Notwendig sei es aber auch, mehr Personal bei den Staatsanwaltschaften und Gerichten einzustellen. „Die sind bis oben voll mit Arbeit.“ Auch für die Polizei sei es frustrierend, wenn sie einen Täter ermittle, der dann nicht vor Gericht komme.

Inzwischen gibt es spezielle Sicherheitsempfehlungen für Lokalpolitiker

Wie groß das Problem der Gewalt gegen Kommunalpolitiker ist, zeigt sich auch daran, dass das Landeskriminalamt Rheinland-Pfalz mittlerweile Sicherheitsempfehlungen herausgegeben hat, mit denen sich Amtsträger im Alltag schützen können.

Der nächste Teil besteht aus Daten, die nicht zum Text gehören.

//! `setRequestHeader(name, value)` - replaces a request header before it
//! reaches the matching loop's next iteration or the upstream request.

use async_trait::async_trait;
use pingora_proxy::Session;

use crate::proxy::context::FilterContext;
use crate::route::{Filter, FilterError, FilterSpec, Value};

pub struct SetRequestHeader {
    name: String,
    value: String,
}

#[async_trait]
impl Filter for SetRequestHeader {
    async fn request(&self, session: &mut Session, _ctx: &mut FilterContext) -> pingora::Result<bool> {
        let header = session.req_header_mut();
        header.remove_header(&self.name);
        header.append_header(self.name.clone(), &self.value)?;
        Ok(false)
    }
}

pub struct SetRequestHeaderSpec;
impl FilterSpec for SetRequestHeaderSpec {
    fn name(&self) -> &str {
        "setRequestHeader"
    }

    fn create_filter(&self, args: &[Value]) -> Result<std::sync::Arc<dyn Filter>, FilterError> {
        match args {
            [Value::Str(name), Value::Str(value)] => Ok(std::sync::Arc::new(SetRequestHeader {
                name: name.clone(),
                value: value.clone(),
            })),
            _ => Err(FilterError::Arity {
                name: "setRequestHeader".to_string(),
                expected: "2 string arguments (name, value)",
                got: args.len(),
            }),
        }
    }
}

#[cfg(test)]
mod tests {
    use super::*;

    #[test]
    fn rejects_wrong_arity() {
        let spec = SetRequestHeaderSpec;
        assert!(spec.create_filter(&[Value::Str("X-A".into())]).is_err());
    }
}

Denn anders als Spitzenpolitiker haben sie keinen Polizeischutz. Zu den Empfehlungen gehört etwa, keine Spaziergänge an abgelegenen Orten zu machen, vor dem Losfahren mit dem Auto immer erst Lenkung, Bremssystem und Radmutter zu kontrollieren und keine verdächtigen Pakete zu öffnen. Zudem sollten Drohungen und Beleidigungen sofort angezeigt werden, da sie der Anfang einer Straftatenreihe sein könnten. Laut Lübking machen viele Kommunalpolitiker den Fehler, Droh- und Hassbriefe einfach in den Müll zu werfen.

Doch selbst wenn die Politik das Thema nun stärker in ihren Fokus rückt, kommt das für manche Kommunalpolitiker zu spät – sie haben bereits resigniert. So auch Markus Nierth, der Bürgermeister des Ortes Tröglitz in Sachsen-Anhalt. 2015 hatten dort über Wochen Neonazis gegen eine geplante Flüchtlingsunterkunft demonstriert. Eine Kundgebung sollte vor Nierths Haus enden. Das Landratsamt hätte die Versammlung verbieten können. Doch das tat es nicht. Und so teilte Nierth mit, den hasserfüllten Parolen von mehr als 100 Neonazis und dem Anblick von bewaffneten Polizisten, wolle er seine Familie nicht aussetzen. Nierth trat zurück, der Aufmarsch vor seinem Haus wurde abgesagt. Die geplante Flüchtlingsunterkunft brannte trotzdem.